Input records —

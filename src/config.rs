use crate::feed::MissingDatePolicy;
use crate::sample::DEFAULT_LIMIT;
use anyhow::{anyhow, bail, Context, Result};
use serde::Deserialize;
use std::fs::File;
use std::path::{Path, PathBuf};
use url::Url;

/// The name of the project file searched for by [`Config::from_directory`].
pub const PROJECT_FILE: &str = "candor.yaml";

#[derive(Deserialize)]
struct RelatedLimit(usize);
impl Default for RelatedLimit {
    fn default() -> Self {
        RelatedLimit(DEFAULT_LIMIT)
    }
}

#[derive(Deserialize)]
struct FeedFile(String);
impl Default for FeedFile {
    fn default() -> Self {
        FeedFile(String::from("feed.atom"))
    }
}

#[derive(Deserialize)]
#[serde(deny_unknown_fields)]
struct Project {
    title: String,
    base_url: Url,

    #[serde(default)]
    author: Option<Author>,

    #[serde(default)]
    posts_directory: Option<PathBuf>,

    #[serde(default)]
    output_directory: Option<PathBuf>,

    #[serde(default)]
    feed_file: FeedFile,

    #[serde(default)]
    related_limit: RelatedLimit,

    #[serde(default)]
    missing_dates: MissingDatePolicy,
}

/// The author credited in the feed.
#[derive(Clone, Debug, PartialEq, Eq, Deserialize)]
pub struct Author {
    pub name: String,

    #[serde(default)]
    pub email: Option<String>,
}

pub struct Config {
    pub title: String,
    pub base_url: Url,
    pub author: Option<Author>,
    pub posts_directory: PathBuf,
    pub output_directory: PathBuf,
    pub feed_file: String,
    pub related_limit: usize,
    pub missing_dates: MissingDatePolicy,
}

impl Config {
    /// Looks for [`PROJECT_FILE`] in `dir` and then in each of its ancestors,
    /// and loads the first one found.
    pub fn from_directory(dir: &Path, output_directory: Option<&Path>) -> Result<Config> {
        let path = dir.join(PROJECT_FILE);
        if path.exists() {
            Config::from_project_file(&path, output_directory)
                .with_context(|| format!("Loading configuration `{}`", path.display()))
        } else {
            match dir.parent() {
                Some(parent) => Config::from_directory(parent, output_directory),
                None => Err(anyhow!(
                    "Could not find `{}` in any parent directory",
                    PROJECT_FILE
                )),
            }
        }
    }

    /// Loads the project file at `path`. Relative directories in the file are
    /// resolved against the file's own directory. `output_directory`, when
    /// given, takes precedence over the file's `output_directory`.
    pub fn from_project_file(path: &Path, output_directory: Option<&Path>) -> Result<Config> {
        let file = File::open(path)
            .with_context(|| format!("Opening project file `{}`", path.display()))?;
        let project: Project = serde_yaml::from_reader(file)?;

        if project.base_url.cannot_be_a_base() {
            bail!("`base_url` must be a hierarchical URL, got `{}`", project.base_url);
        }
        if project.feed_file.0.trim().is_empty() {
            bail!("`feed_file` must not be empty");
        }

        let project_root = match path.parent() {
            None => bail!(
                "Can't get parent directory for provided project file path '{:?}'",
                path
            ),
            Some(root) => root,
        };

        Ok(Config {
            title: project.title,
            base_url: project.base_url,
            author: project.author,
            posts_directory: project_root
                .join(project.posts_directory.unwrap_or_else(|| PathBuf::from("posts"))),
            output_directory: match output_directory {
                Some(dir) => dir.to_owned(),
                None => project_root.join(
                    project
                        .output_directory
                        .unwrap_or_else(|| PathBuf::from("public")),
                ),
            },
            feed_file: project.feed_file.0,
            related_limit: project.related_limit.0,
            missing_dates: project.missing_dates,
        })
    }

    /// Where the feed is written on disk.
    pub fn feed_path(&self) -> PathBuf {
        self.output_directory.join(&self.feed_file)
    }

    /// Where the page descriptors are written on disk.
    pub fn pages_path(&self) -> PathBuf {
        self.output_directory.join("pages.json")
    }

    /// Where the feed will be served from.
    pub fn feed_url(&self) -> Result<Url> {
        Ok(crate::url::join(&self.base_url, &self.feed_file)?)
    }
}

Exercise directions — Nothing should be omitted or altered. Retype the records exactly.

Result for this exercise —
filename src/config.rs
use crate::feed::MissingDatePolicy;
use crate::sample::DEFAULT_LIMIT;
use anyhow::{anyhow, bail, Context, Result};
use serde::Deserialize;
use std::fs::File;
use std::path::{Path, PathBuf};
use url::Url;

/// The name of the project file searched for by [`Config::from_directory`].
pub const PROJECT_FILE: &str = "candor.yaml";

#[derive(Deserialize)]
struct RelatedLimit(usize);
impl Default for RelatedLimit {
    fn default() -> Self {
        RelatedLimit(DEFAULT_LIMIT)
    }
}

#[derive(Deserialize)]
struct FeedFile(String);
impl Default for FeedFile {
    fn default() -> Self {
        FeedFile(String::from("feed.atom"))
    }
}

#[derive(Deserialize)]
#[serde(deny_unknown_fields)]
struct Project {
    title: String,
    base_url: Url,

    #[serde(default)]
    author: Option<Author>,

    #[serde(default)]
    posts_directory: Option<PathBuf>,

    #[serde(default)]
    output_directory: Option<PathBuf>,

    #[serde(default)]
    feed_file: FeedFile,

    #[serde(default)]
    related_limit: RelatedLimit,

    #[serde(default)]
    missing_dates: MissingDatePolicy,
}

/// The author credited in the feed.
#[derive(Clone, Debug, PartialEq, Eq, Deserialize)]
pub struct Author {
    pub name: String,

    #[serde(default)]
    pub email: Option<String>,
}

pub struct Config {
    pub title: String,
    pub base_url: Url,
    pub author: Option<Author>,
    pub posts_directory: PathBuf,
    pub output_directory: PathBuf,
    pub feed_file: String,
    pub related_limit: usize,
    pub missing_dates: MissingDatePolicy,
}

impl Config {
    /// Looks for [`PROJECT_FILE`] in `dir` and then in each of its ancestors,
    /// and loads the first one found.
    pub fn from_directory(dir: &Path, output_directory: Option<&Path>) -> Result<Config> {
        let path = dir.join(PROJECT_FILE);
        if path.exists() {
            Config::from_project_file(&path, output_directory)
                .with_context(|| format!("Loading configuration `{}`", path.display()))
        } else {
            match dir.parent() {
                Some(parent) => Config::from_directory(parent, output_directory),
                None => Err(anyhow!(
                    "Could not find `{}` in any parent directory",
                    PROJECT_FILE
                )),
            }
        }
    }

    /// Loads the project file at `path`. Relative directories in the file are
    /// resolved against the file's own directory. `output_directory`, when
    /// given, takes precedence over the file's `output_directory`.
    pub fn from_project_file(path: &Path, output_directory: Option<&Path>) -> Result<Config> {
        let file = File::open(path)
            .with_context(|| format!("Opening project file `{}`", path.display()))?;
        let project: Project = serde_yaml::from_reader(file)?;

        if project.base_url.cannot_be_a_base() {
            bail!("`base_url` must be a hierarchical URL, got `{}`", project.base_url);
        }
        if project.feed_file.0.trim().is_empty() {
            bail!("`feed_file` must not be empty");
        }

        let project_root = match path.parent() {
            None => bail!(
                "Can't get parent directory for provided project file path '{:?}'",
                path
            ),
            Some(root) => root,
        };

        Ok(Config {
            title: project.title,
            base_url: project.base_url,
            author: project.author,
            posts_directory: project_root
                .join(project.posts_directory.unwrap_or_else(|| PathBuf::from("posts"))),
            output_directory: match output_directory {
                Some(dir) => dir.to_owned(),
                None => project_root.join(
                    project
                        .output_directory
                        .unwrap_or_else(|| PathBuf::from("public")),
                ),
            },
            feed_file: project.feed_file.0,
            related_limit: project.related_limit.0,
            missing_dates: project.missing_dates,
        })
    }

    /// Where the feed is written on disk.
    pub fn feed_path(&self) -> PathBuf {
        self.output_directory.join(&self.feed_file)
    }

    /// Where the page descriptors are written on disk.
    pub fn pages_path(&self) -> PathBuf {
        self.output_directory.join("pages.json")
    }

    /// Where the feed will be served from.
    pub fn feed_url(&self) -> Result<Url> {
        Ok(crate::url::join(&self.base_url, &self.feed_file)?)
    }
}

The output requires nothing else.